WHAT YOU SHOULD DO:
Starting at the line with "Point::new(p0.x + d.x * (rect.min_y()", repeat every line exactly until the records end, including the last one.

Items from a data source
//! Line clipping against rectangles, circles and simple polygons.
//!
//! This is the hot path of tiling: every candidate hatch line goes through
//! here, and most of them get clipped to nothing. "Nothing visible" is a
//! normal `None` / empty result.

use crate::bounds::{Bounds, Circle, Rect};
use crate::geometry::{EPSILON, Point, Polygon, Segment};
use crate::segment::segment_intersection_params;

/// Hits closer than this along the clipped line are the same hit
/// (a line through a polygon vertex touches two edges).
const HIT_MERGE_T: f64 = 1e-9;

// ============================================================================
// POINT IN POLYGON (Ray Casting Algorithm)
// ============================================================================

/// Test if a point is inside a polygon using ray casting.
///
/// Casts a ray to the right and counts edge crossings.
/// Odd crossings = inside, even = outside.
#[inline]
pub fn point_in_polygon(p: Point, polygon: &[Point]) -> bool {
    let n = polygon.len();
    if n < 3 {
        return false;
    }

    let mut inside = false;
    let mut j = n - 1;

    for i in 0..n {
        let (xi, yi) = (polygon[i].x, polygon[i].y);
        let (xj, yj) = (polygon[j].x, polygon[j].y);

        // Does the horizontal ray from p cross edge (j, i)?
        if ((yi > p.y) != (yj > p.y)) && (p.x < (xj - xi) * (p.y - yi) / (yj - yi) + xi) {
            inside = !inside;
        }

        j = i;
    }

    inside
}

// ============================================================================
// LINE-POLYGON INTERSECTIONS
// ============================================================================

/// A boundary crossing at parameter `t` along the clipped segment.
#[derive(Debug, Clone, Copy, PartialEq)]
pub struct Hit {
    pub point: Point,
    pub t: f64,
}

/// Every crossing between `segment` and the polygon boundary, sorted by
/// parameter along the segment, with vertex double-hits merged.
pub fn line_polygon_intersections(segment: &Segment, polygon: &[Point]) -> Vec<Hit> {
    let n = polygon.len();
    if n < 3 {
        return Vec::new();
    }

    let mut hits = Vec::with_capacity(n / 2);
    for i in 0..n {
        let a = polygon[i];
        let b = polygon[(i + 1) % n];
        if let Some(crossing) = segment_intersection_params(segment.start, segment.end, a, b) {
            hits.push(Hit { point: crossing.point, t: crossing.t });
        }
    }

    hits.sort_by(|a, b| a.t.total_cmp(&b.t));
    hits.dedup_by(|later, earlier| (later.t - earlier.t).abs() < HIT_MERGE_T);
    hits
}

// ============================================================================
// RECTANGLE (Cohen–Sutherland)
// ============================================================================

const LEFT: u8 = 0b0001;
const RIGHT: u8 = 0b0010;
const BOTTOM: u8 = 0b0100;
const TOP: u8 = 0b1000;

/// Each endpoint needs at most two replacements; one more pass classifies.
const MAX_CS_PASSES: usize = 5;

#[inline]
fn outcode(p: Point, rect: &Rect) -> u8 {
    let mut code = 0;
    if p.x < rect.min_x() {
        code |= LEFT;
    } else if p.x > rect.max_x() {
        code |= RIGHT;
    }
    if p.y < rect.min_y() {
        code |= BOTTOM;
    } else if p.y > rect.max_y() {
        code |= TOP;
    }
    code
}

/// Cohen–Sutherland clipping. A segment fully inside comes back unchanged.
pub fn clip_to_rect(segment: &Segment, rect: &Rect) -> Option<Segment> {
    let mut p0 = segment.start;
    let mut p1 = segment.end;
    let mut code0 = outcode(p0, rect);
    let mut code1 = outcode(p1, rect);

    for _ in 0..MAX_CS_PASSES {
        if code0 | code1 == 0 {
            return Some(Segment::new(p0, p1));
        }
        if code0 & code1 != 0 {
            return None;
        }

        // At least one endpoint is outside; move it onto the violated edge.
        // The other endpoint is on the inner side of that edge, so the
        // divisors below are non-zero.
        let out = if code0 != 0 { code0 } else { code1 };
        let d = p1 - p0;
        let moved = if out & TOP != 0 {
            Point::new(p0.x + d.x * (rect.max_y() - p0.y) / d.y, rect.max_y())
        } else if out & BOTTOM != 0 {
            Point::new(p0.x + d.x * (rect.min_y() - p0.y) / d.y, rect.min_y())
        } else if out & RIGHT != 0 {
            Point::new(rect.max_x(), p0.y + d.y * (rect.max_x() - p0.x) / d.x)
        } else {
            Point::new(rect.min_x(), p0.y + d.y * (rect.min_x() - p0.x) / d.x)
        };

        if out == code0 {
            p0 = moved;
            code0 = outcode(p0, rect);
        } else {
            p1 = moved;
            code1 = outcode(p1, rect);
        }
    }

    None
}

WRITTEN REPLY:
            Point::new(p0.x + d.x * (rect.min_y() - p0.y) / d.y, rect.min_y())
        } else if out & RIGHT != 0 {
            Point::new(rect.max_x(), p0.y + d.y * (rect.max_x() - p0.x) / d.x)
        } else {
            Point::new(rect.min_x(), p0.y + d.y * (rect.min_x() - p0.x) / d.x)
        };

        if out == code0 {
            p0 = moved;
            code0 = outcode(p0, rect);
        } else {
            p1 = moved;
            code1 = outcode(p1, rect);
        }
    }

    None
}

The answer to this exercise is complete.